[Stored items]
- - -
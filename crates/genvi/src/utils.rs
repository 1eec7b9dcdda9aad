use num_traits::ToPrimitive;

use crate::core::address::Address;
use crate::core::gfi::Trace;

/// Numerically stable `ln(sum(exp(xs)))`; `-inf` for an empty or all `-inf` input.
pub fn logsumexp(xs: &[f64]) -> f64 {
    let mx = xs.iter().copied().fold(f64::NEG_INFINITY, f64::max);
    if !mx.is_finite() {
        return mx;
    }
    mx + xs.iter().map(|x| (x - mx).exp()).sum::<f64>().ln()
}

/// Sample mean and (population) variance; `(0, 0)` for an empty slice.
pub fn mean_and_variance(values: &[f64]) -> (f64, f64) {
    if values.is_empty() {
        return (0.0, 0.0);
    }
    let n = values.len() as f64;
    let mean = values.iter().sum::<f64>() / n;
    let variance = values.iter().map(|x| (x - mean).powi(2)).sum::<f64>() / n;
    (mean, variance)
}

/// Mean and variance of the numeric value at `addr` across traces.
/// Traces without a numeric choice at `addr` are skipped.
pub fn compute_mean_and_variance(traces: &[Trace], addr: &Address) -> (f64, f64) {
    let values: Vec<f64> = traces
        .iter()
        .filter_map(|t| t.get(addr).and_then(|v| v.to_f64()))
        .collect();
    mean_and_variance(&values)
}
- - -
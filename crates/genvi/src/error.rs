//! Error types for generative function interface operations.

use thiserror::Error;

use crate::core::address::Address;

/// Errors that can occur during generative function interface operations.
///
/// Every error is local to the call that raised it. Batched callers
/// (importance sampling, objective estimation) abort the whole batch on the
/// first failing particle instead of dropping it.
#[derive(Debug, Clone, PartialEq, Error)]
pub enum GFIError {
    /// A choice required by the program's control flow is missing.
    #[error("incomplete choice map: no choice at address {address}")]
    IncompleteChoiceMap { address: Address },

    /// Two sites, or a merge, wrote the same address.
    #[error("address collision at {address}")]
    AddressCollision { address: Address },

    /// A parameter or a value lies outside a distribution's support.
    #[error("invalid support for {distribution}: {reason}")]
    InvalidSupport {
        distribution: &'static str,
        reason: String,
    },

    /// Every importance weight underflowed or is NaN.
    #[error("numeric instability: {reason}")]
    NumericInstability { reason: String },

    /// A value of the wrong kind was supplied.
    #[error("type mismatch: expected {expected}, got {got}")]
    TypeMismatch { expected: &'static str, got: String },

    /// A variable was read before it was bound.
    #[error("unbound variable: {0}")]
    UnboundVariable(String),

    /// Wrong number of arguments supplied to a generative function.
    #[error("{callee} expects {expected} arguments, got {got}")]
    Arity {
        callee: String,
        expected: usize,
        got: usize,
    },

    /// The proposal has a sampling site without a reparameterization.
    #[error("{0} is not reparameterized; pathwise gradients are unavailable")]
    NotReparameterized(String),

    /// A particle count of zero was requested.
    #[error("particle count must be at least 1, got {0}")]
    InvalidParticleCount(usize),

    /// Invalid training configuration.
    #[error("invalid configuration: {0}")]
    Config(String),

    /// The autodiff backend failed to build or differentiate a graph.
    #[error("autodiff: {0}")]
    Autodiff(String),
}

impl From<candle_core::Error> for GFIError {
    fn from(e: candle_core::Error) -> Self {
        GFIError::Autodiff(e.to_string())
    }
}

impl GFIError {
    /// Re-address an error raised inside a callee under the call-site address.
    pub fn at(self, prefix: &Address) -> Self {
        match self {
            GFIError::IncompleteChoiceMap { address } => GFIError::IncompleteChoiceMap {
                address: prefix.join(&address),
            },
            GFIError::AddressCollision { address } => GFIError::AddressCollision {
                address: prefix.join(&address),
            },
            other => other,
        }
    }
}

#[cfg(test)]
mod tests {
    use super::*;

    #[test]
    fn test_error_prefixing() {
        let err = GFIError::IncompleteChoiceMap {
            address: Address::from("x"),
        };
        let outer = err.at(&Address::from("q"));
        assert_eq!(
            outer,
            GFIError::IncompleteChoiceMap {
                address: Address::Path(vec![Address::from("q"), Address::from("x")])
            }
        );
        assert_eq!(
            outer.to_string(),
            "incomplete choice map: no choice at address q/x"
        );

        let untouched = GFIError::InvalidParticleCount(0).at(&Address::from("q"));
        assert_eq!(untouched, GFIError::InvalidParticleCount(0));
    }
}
- - -
### INSTRUCTIONS FOR THE TASK
Check the records above and copy each line that has the string "filename".

### SOLUTION FOR THIS TASK
filename crates/genvi/src/utils.rs
filename crates/genvi/src/error.rs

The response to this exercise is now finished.